▶ **WORK INSTRUCTION**:
Output the opening lines of the records exactly. End with the line that contains "root per frame".
━━ GIVEN RECORDS
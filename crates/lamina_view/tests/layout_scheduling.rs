//! Integration tests for layout scheduling and render invalidation
//!
//! These tests verify that:
//! - Any number of dirty views produce one layout pass per root per frame
//! - Removed views are inert for layout and rendering
//! - Setters read back immediately, before any frame
//! - Margin and padding changes re-run layout

use std::cell::RefCell;
use std::rc::Rc;

use lamina_core::{EdgeInsets, MemoryPresenter, Presenter, Property, Rect, Transform};
use lamina_view::{Lifecycle, ViewEvent, ViewEventKind, ViewId, ViewTree};

struct Fixture {
    tree: ViewTree<MemoryPresenter>,
    root: ViewId,
    a: ViewId,
    b: ViewId,
    c: ViewId,
}

/// root -> a -> b, root -> c, all laid out and clean
fn fixture() -> Fixture {
    let _ = tracing_subscriber::fmt()
        .with_test_writer()
        .with_env_filter("lamina_view=trace")
        .try_init();

    let mut tree = ViewTree::new(MemoryPresenter::new());
    let host = tree.presenter().document();
    let root = tree.create_view();
    let a = tree.create_view();
    let b = tree.create_view();
    let c = tree.create_view();

    tree.set_bounds(root, Rect::new(0.0, 0.0, 300.0, 200.0));
    tree.mount(root, host);
    tree.append(root, a);
    tree.append(a, b);
    tree.append(root, c);
    for view in [a, b, c] {
        tree.match_parent_size(view);
    }
    tree.deliver_frame();

    Fixture { tree, root, a, b, c }
}

fn style(tree: &ViewTree<MemoryPresenter>, view: ViewId, property: &str) -> Option<String> {
    let element = tree.view(view)?.element();
    tree.presenter().style(element, property).map(str::to_string)
}

/// Many dirty views, one pass from the true root
#[test]
fn test_single_layout_pass_per_frame() {
    let Fixture { mut tree, root, a, b, c } = fixture();
    for view in [root, a, b, c] {
        assert!(!tree.view(view).unwrap().needs_layout());
    }

    tree.set_needs_layout(b, true);
    tree.set_needs_layout(c, true);
    tree.update_layout(a);
    tree.set_padding(c, EdgeInsets::uniform(4.0));

    let stats = tree.deliver_frame();
    assert_eq!(stats.layout_passes, 1);
    for view in [root, a, b, c] {
        assert!(!tree.view(view).unwrap().needs_layout());
    }

    // Nothing left for the next frame
    assert!(!tree.needs_frame());
    assert_eq!(tree.deliver_frame().layout_passes, 0);
}

/// Disjoint roots keep separate layout registrations
#[test]
fn test_disjoint_roots_each_get_a_pass() {
    let mut tree = ViewTree::new(MemoryPresenter::new());
    let host = tree.presenter().document();
    let first = tree.create_view();
    let second = tree.create_view();
    tree.mount(first, host);
    tree.mount(second, host);

    let stats = tree.deliver_frame();
    assert_eq!(stats.layout_passes, 2);
    assert!(!tree.view(first).unwrap().needs_layout());
    assert!(!tree.view(second).unwrap().needs_layout());
}

/// Layout resolves top-down: children see their parent's resolved size
#[test]
fn test_nested_match_parent() {
    let Fixture { tree, a, b, c, .. } = fixture();
    for view in [a, b, c] {
        assert_eq!(
            tree.view(view).unwrap().bounds(),
            Rect::new(0.0, 0.0, 300.0, 200.0)
        );
    }
    assert_eq!(style(&tree, b, "width").as_deref(), Some("300px"));
}

/// Removed views drop scheduled work and ignore new requests
#[test]
fn test_removed_view_is_inert() {
    let Fixture { mut tree, root, a, .. } = fixture();
    let updates = Rc::new(RefCell::new(0));
    let counter = updates.clone();
    tree.on(a, ViewEventKind::Updated, move |_| *counter.borrow_mut() += 1);

    // Scheduled before removal
    tree.set_opacity(a, 0.5);
    tree.detach(a);
    assert_eq!(tree.view(a).unwrap().lifecycle(), Lifecycle::Removed);
    assert!(tree.should_ignore_during_layout(a));

    tree.deliver_frame();
    assert_eq!(style(&tree, a, "opacity"), None);
    assert_eq!(*updates.borrow(), 0);

    // Requests after removal
    let needs_layout = tree.view(a).unwrap().needs_layout();
    tree.set_needs_layout(a, !needs_layout);
    tree.invalidate(a, Property::Transform);
    assert_eq!(tree.view(a).unwrap().needs_layout(), needs_layout);
    // Kept for a later attach, but nothing is scheduled
    assert!(tree.view(a).unwrap().is_invalidated(&Property::Opacity));
    assert!(tree.view(a).unwrap().is_invalidated(&Property::Transform));
    assert!(!tree.needs_frame());
    tree.deliver_frame();
    assert_eq!(*updates.borrow(), 0);
    assert!(!tree.children_views(root).contains(&a));
}

/// Detached views can come back
#[test]
fn test_reattach_after_detach() {
    let Fixture { mut tree, root, a, b, .. } = fixture();
    tree.detach(a);
    tree.deliver_frame();

    tree.set_size(root, 120.0, 80.0);
    tree.append(root, a);
    assert_eq!(tree.view(a).unwrap().lifecycle(), Lifecycle::Visible);
    tree.deliver_frame();

    assert_eq!(tree.view(a).unwrap().bounds().width(), 120.0);
    assert_eq!(tree.view(b).unwrap().bounds().height(), 80.0);
}

/// Changes made while detached are written once the view is back
#[test]
fn test_detached_changes_reach_presenter_on_reattach() {
    let Fixture { mut tree, root, .. } = fixture();
    let child = tree.create_view();
    tree.append(root, child);
    tree.set_bounds(child, Rect::new(1.0, 1.0, 10.0, 10.0));
    tree.deliver_frame();
    assert_eq!(style(&tree, child, "left").as_deref(), Some("1px"));

    tree.detach(child);
    tree.set_position(child, 50.0, 60.0);
    tree.deliver_frame();
    assert_eq!(style(&tree, child, "left").as_deref(), Some("1px"));
    assert!(!tree.needs_frame());

    tree.append(root, child);
    assert!(tree.needs_frame());
    tree.deliver_frame();
    assert_eq!(style(&tree, child, "left").as_deref(), Some("50px"));
    assert_eq!(style(&tree, child, "top").as_deref(), Some("60px"));
    assert_eq!(tree.view(child).unwrap().pending_invalidations().count(), 0);
}

/// Values read back before any frame is delivered
#[test]
fn test_setters_round_trip() {
    let mut tree = ViewTree::new(MemoryPresenter::new());
    let view = tree.create_view();
    let transform = Transform::new().translate(3.0, 4.0).rotate(45.0);

    tree.set_bounds(view, Rect::new(1.0, 2.0, 30.0, 40.0));
    tree.set_transform(view, &transform);
    tree.set_opacity(view, 0.75);
    tree.set_padding(view, EdgeInsets::new(1.0, 2.0, 3.0, 4.0));
    tree.set_margin(view, EdgeInsets::uniform(8.0));

    let v = tree.view(view).unwrap();
    assert_eq!(v.bounds(), Rect::new(1.0, 2.0, 30.0, 40.0));
    assert_eq!(v.transform(), &transform);
    assert_eq!(v.opacity(), 0.75);
    assert_eq!(v.padding(), EdgeInsets::new(1.0, 2.0, 3.0, 4.0));
    assert_eq!(v.margin(), EdgeInsets::uniform(8.0));
    assert_eq!(tree.outer_width(view), Some(30.0 + 6.0 + 16.0));
    assert_eq!(tree.outer_height(view), Some(40.0 + 4.0 + 16.0));

    tree.deliver_frame();
    assert_eq!(style(&tree, view, "padding").as_deref(), Some("1px 2px 3px 4px"));
    assert_eq!(style(&tree, view, "margin").as_deref(), Some("8px 8px 8px 8px"));
}

/// A margin change makes a clean view dirty; one frame resolves it
#[test]
fn test_margin_change_relayouts() {
    let Fixture { mut tree, root, c, .. } = fixture();

    // Parent grows without requesting layout; c is stale but clean
    tree.set_size(root, 500.0, 260.0);
    assert!(!tree.view(c).unwrap().needs_layout());

    tree.set_margin(c, EdgeInsets::new(0.0, 10.0, 0.0, 10.0));
    assert!(tree.view(c).unwrap().needs_layout());

    let stats = tree.deliver_frame();
    assert_eq!(stats.layout_passes, 1);
    let view = tree.view(c).unwrap();
    assert!(!view.needs_layout());
    assert_eq!(view.bounds().width(), 500.0);
    assert_eq!(view.bounds().height(), 260.0);
    assert_eq!(view.outer_width(), 520.0);
}

/// Custom tags surface as validation events, followed by an update event
#[test]
fn test_custom_invalidation_events() {
    let mut tree = ViewTree::new(MemoryPresenter::new());
    let view = tree.create_view();
    let seen = Rc::new(RefCell::new(Vec::new()));
    for kind in [ViewEventKind::Validated, ViewEventKind::Updated] {
        let sink = seen.clone();
        tree.on(view, kind, move |event| sink.borrow_mut().push(event.clone()));
    }

    tree.invalidate(view, Property::custom("filter"));
    tree.invalidate(view, Property::Opacity);
    tree.deliver_frame();

    assert_eq!(
        *seen.borrow(),
        vec![
            ViewEvent::Validated {
                view,
                property: Property::Custom("filter".into()),
            },
            ViewEvent::Updated { view },
        ]
    );
    assert_eq!(style(&tree, view, "opacity").as_deref(), Some("1"));
}

/// Disposed views vanish along with their element
#[test]
fn test_dispose() {
    let Fixture { mut tree, root, c, .. } = fixture();
    let element = tree.view(c).unwrap().element();
    tree.dispose(c);

    assert!(!tree.contains(c));
    assert_eq!(tree.view_for_element(element), None);
    assert!(!tree.presenter().contains(element));
    assert_eq!(tree.children_views(root).len(), 1);
}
━━━━
▶ **TASK SOLUTION**:
filename crates/lamina_view/tests/layout_scheduling.rs
//! Integration tests for layout scheduling and render invalidation
//!
//! These tests verify that:
//! - Any number of dirty views produce one layout pass per root per frame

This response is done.